Within the records that follow, determine how many lines include the word "switched". State the number and nothing further.

[Data entries]
==*==
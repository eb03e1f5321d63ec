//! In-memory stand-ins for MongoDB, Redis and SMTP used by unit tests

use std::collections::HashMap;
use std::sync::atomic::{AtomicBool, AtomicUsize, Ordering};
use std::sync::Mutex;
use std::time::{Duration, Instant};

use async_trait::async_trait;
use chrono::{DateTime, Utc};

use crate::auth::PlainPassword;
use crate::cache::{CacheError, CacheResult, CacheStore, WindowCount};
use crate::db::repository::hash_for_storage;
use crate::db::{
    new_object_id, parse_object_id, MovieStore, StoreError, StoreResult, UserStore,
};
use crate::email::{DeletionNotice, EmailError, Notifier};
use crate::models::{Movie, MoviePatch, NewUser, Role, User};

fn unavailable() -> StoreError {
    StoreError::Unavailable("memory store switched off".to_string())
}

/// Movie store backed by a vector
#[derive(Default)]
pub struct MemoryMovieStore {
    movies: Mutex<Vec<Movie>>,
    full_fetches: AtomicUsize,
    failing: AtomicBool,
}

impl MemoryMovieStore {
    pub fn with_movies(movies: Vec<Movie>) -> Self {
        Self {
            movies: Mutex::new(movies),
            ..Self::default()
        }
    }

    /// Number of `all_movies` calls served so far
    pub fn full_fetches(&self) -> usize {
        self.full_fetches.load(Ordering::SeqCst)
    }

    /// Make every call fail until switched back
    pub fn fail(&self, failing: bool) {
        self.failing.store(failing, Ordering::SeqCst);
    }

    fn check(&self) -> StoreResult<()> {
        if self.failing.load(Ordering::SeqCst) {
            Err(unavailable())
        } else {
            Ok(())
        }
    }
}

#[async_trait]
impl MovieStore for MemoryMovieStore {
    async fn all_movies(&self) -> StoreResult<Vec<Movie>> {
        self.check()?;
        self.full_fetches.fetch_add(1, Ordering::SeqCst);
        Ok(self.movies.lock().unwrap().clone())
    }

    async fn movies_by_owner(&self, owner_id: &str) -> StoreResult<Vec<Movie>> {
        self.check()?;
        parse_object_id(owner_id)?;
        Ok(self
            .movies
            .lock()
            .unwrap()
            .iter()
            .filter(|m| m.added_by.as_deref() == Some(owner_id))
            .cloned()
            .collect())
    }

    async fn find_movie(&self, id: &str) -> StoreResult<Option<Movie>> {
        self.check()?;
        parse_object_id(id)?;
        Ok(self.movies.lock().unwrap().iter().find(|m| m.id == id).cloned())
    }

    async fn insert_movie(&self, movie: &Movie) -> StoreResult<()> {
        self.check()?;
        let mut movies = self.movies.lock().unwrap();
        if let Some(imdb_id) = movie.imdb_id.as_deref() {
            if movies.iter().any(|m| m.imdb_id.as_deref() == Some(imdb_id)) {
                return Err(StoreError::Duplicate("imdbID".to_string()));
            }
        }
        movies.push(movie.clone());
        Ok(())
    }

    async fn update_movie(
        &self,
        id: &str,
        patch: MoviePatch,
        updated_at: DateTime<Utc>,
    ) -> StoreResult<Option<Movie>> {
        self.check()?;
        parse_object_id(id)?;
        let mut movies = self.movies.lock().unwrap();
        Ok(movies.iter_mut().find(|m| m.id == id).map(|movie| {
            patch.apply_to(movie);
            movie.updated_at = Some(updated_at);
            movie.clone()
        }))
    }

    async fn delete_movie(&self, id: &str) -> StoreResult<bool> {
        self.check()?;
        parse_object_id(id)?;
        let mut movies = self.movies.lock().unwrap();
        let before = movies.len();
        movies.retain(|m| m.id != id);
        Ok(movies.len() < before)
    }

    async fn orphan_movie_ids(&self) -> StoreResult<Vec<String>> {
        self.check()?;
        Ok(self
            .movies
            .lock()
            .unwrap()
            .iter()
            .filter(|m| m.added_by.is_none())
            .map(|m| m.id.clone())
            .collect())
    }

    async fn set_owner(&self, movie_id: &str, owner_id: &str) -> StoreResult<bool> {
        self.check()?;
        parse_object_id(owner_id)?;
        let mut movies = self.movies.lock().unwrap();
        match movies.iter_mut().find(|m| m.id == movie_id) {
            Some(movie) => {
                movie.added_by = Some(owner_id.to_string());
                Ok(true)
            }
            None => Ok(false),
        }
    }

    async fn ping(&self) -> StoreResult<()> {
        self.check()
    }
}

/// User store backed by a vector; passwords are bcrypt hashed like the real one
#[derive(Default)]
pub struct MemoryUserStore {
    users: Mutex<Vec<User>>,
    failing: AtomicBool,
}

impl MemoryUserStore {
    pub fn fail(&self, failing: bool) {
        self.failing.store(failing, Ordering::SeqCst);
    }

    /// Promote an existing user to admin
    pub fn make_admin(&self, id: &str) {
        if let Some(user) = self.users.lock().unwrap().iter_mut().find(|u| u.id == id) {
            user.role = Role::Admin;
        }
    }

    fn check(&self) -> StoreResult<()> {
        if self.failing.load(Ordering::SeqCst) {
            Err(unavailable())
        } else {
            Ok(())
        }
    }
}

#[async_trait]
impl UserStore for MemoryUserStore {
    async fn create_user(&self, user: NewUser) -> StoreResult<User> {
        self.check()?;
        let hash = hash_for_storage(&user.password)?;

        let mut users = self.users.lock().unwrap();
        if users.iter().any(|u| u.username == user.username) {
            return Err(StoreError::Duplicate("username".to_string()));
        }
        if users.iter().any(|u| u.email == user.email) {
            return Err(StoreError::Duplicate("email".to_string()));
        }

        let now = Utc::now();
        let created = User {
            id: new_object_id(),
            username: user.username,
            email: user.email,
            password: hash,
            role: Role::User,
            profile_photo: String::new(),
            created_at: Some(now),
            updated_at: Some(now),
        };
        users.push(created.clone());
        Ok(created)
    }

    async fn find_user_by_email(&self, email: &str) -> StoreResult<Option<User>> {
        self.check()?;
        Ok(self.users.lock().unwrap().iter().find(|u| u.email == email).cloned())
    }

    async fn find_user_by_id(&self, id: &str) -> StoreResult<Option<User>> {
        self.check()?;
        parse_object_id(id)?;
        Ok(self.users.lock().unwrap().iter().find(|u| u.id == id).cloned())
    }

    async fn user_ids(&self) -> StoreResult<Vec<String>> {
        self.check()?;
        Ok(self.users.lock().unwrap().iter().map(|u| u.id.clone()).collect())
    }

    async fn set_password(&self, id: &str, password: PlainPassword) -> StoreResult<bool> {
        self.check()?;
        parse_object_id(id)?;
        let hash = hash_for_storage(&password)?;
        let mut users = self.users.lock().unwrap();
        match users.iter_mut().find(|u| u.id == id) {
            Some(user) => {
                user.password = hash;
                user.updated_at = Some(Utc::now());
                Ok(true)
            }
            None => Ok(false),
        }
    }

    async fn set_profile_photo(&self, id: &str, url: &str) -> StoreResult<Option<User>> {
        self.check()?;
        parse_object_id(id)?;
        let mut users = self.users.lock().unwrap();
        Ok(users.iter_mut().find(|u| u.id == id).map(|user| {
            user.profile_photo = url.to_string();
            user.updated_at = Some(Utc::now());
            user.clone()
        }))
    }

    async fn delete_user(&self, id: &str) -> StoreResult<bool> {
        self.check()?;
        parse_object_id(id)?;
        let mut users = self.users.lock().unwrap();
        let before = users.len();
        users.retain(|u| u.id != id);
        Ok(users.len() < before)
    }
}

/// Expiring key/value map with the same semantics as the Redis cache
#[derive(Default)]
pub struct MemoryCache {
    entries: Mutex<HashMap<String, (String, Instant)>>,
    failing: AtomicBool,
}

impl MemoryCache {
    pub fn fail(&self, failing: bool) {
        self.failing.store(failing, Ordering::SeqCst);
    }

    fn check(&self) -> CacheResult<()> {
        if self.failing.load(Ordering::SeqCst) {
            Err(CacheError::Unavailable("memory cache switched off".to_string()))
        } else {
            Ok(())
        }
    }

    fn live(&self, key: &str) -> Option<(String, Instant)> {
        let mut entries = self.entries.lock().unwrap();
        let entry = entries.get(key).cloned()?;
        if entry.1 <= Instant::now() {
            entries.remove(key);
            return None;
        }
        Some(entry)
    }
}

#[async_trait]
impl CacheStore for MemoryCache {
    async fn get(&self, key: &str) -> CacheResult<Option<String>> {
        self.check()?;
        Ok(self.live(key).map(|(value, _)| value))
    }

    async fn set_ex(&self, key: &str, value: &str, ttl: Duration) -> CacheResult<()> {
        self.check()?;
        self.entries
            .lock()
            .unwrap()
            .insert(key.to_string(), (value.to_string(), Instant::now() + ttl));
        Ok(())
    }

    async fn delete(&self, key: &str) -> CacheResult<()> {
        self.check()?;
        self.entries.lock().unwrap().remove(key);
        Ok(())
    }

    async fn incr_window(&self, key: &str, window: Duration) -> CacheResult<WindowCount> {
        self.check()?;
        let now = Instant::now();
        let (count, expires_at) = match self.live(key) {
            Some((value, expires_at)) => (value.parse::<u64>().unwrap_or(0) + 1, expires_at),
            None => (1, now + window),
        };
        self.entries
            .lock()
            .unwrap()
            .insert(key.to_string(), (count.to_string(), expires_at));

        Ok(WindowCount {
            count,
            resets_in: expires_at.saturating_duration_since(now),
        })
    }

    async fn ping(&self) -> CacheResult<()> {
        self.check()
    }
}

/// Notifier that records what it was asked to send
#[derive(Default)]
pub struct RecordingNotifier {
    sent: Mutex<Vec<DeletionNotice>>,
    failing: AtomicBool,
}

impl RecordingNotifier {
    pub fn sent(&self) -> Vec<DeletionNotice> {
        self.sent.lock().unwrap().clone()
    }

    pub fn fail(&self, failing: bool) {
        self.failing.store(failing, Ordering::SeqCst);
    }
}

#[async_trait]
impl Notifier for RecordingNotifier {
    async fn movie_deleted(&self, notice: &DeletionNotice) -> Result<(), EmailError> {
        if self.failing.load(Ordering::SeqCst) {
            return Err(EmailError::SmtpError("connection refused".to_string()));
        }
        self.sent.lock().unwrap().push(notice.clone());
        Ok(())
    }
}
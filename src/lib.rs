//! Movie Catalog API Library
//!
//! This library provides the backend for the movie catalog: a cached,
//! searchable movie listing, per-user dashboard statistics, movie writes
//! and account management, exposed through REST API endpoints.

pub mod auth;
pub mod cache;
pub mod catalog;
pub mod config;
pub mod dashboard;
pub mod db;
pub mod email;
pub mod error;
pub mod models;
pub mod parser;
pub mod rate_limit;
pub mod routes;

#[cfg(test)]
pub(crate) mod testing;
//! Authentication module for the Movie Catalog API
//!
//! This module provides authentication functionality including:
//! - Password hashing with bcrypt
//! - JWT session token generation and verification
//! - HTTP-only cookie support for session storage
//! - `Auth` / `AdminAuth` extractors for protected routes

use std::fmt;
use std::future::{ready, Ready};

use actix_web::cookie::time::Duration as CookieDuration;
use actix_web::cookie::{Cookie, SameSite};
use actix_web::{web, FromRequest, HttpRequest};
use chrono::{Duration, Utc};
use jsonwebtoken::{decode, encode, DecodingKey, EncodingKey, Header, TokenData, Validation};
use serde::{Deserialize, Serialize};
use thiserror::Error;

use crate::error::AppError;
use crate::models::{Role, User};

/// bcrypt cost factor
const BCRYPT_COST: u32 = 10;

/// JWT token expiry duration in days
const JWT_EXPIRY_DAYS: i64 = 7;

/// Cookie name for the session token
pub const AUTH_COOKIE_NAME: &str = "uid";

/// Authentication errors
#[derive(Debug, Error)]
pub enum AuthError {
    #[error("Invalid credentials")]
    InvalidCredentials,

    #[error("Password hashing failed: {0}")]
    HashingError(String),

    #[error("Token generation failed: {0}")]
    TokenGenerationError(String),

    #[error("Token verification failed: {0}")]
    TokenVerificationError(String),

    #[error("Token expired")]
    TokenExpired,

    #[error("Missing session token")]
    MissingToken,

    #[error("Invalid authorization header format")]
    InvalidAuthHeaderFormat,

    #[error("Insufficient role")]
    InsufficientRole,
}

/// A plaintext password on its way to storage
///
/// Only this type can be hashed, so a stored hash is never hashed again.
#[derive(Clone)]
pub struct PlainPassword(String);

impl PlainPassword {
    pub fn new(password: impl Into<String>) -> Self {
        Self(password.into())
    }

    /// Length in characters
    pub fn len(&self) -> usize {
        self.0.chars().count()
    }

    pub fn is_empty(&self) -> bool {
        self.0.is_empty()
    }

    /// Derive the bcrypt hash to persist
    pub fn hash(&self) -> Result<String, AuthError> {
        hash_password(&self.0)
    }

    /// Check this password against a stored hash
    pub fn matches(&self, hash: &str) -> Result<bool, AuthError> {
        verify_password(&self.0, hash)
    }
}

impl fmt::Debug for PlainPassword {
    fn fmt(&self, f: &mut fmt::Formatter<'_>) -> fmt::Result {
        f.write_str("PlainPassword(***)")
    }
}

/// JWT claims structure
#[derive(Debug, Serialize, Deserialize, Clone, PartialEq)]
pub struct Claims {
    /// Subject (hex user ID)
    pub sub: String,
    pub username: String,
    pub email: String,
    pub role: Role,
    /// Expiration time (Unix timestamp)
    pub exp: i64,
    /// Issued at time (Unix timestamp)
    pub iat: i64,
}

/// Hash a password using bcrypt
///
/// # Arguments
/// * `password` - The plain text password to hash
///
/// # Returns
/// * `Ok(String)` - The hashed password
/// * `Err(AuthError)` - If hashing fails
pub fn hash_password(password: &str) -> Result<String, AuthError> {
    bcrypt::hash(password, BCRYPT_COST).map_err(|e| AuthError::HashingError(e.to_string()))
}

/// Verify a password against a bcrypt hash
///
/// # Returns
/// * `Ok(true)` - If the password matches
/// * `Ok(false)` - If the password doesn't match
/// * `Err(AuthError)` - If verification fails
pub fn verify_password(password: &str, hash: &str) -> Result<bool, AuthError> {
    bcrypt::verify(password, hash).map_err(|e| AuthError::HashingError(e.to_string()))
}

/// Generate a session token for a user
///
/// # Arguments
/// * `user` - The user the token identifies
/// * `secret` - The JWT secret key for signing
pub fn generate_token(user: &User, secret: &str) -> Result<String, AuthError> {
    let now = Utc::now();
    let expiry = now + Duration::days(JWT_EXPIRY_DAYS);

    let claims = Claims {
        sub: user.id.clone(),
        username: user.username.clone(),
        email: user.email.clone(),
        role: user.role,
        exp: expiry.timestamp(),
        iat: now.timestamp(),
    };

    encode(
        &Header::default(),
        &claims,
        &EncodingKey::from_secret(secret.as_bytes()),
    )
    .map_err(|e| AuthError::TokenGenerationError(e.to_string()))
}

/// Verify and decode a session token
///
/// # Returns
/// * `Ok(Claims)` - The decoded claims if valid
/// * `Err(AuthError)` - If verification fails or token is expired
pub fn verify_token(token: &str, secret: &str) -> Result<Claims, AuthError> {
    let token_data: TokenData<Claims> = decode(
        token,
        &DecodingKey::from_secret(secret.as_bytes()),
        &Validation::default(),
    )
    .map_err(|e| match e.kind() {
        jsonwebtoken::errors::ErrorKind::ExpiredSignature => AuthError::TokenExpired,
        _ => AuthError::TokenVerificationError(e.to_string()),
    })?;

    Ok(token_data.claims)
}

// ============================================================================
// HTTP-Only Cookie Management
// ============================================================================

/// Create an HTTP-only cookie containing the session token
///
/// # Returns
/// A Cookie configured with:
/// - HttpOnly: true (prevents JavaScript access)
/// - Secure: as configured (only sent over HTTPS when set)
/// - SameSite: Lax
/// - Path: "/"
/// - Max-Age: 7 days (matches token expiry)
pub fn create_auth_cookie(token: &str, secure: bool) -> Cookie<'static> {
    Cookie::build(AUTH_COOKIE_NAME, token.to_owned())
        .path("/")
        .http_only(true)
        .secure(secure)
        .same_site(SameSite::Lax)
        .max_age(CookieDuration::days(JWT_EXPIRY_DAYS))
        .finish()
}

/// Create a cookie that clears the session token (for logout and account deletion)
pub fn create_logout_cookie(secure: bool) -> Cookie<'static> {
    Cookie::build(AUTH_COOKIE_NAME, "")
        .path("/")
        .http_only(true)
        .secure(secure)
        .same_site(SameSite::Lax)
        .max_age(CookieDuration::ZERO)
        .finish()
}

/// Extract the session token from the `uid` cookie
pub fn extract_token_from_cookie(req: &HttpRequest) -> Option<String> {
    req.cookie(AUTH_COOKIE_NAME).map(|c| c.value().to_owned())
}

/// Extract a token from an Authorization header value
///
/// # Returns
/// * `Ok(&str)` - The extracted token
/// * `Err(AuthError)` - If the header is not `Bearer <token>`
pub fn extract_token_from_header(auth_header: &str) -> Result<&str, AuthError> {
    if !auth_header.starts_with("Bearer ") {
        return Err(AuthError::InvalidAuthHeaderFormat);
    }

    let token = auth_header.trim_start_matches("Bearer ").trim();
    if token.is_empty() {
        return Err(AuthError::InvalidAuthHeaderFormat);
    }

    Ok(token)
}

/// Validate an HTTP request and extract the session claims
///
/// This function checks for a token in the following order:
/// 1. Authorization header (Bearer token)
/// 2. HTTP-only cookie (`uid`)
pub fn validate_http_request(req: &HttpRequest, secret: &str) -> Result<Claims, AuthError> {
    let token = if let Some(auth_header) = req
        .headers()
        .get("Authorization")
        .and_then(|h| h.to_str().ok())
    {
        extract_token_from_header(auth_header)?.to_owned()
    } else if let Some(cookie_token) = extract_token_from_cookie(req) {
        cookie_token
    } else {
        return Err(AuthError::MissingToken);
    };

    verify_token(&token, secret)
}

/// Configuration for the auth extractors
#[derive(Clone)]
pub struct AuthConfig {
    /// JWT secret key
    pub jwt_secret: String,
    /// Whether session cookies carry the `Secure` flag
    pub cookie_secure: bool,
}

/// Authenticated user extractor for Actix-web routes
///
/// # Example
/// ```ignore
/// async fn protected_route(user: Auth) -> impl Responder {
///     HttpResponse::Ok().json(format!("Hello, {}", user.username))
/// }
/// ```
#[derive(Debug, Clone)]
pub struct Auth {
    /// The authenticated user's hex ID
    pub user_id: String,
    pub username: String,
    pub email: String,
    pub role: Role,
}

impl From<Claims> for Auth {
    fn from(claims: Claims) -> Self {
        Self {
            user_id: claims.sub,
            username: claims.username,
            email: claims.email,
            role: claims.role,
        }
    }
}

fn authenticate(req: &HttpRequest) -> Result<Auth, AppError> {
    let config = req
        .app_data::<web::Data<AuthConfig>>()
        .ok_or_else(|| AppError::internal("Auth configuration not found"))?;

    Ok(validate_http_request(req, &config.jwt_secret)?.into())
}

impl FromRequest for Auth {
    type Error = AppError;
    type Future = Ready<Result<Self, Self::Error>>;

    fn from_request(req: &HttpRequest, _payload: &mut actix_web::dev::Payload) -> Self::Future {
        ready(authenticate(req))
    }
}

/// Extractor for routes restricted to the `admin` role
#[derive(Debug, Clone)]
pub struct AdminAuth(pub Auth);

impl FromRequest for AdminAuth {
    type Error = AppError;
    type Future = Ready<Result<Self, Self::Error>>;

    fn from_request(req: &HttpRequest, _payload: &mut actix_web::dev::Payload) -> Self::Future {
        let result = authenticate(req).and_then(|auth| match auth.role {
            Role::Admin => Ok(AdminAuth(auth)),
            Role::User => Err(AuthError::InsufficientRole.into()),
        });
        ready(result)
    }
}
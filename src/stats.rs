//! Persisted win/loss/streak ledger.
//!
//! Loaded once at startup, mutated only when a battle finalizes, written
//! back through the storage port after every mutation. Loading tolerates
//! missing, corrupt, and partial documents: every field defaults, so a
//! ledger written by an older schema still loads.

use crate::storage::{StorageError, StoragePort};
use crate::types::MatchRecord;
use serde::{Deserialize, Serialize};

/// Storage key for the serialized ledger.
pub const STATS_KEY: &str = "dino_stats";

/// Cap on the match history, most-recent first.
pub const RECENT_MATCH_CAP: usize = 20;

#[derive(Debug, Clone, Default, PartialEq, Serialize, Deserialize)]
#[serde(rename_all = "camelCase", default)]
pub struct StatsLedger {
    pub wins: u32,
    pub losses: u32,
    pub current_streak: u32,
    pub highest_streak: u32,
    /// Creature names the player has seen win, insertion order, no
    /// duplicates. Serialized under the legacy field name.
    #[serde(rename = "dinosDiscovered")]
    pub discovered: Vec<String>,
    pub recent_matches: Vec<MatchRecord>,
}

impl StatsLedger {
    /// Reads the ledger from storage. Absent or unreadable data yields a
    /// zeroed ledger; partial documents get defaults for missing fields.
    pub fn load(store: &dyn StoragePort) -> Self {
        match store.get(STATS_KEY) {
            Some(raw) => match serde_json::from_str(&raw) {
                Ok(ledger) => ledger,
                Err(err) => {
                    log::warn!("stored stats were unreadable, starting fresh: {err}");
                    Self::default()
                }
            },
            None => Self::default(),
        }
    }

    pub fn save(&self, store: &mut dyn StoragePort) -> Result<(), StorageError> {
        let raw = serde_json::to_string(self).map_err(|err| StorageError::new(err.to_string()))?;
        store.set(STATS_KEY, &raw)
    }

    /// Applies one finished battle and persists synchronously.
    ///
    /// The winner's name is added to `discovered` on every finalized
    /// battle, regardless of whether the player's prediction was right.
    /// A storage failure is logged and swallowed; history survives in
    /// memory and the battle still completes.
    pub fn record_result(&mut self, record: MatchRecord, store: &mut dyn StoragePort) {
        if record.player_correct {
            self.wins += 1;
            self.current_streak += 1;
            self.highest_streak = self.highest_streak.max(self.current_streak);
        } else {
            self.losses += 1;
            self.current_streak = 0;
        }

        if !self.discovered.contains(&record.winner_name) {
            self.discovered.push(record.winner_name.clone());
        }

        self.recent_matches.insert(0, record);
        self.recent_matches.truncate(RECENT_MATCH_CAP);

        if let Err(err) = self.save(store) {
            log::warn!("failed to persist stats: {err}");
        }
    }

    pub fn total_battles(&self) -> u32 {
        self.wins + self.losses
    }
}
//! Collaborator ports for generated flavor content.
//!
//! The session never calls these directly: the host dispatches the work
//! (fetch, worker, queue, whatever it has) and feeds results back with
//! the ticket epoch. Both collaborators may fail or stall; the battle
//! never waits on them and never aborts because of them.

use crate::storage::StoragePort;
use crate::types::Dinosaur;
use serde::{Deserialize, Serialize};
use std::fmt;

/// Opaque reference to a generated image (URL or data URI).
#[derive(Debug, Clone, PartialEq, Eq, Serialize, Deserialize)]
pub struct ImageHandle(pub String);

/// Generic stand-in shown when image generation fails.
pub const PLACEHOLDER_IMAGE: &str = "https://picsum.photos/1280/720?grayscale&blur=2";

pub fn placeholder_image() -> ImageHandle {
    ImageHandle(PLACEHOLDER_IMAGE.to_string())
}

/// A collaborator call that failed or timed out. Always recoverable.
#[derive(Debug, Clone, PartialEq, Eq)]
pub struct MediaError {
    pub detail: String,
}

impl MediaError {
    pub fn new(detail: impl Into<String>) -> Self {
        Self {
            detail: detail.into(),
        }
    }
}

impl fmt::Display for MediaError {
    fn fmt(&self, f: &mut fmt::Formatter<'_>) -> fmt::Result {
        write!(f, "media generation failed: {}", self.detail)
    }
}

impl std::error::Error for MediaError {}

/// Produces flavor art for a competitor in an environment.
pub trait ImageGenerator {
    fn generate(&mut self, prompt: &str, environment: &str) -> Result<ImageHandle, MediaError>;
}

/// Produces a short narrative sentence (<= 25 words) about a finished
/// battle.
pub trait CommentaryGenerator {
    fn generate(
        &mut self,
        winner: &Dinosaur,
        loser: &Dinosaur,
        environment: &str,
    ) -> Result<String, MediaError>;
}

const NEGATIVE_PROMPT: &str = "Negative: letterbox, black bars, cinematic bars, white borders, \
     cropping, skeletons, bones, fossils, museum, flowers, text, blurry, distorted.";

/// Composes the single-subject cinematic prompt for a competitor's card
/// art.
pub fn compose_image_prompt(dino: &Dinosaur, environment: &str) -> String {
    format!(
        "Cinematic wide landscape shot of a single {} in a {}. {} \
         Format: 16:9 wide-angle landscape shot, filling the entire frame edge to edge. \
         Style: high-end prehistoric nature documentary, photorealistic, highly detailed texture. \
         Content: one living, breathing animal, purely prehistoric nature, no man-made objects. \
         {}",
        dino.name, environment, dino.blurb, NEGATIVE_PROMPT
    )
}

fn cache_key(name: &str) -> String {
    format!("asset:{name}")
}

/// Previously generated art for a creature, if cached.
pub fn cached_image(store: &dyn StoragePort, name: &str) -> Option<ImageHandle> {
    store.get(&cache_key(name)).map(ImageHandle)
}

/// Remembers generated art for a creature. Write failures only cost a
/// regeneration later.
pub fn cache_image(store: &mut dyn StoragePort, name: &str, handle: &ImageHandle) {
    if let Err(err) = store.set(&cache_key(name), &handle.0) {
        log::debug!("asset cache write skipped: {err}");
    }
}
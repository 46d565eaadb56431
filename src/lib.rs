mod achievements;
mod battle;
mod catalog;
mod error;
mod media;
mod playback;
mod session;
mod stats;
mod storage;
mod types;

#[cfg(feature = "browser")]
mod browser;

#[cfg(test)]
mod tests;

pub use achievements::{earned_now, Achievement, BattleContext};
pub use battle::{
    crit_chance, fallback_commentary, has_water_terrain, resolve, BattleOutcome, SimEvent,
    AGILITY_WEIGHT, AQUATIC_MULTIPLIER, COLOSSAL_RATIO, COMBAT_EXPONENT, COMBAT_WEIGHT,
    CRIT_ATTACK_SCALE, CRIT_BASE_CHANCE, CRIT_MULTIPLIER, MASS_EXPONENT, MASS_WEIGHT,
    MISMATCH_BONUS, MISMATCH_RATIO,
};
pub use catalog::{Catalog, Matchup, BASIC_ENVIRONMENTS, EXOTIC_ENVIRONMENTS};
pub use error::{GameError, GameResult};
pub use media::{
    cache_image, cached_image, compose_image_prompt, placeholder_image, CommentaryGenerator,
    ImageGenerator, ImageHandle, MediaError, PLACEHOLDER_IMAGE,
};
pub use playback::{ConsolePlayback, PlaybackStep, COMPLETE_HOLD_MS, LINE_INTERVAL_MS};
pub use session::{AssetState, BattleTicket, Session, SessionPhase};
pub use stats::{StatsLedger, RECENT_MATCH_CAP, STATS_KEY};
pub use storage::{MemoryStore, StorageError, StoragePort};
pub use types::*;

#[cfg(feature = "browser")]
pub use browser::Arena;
==*==
# RESPONSE TO THIS TASK
3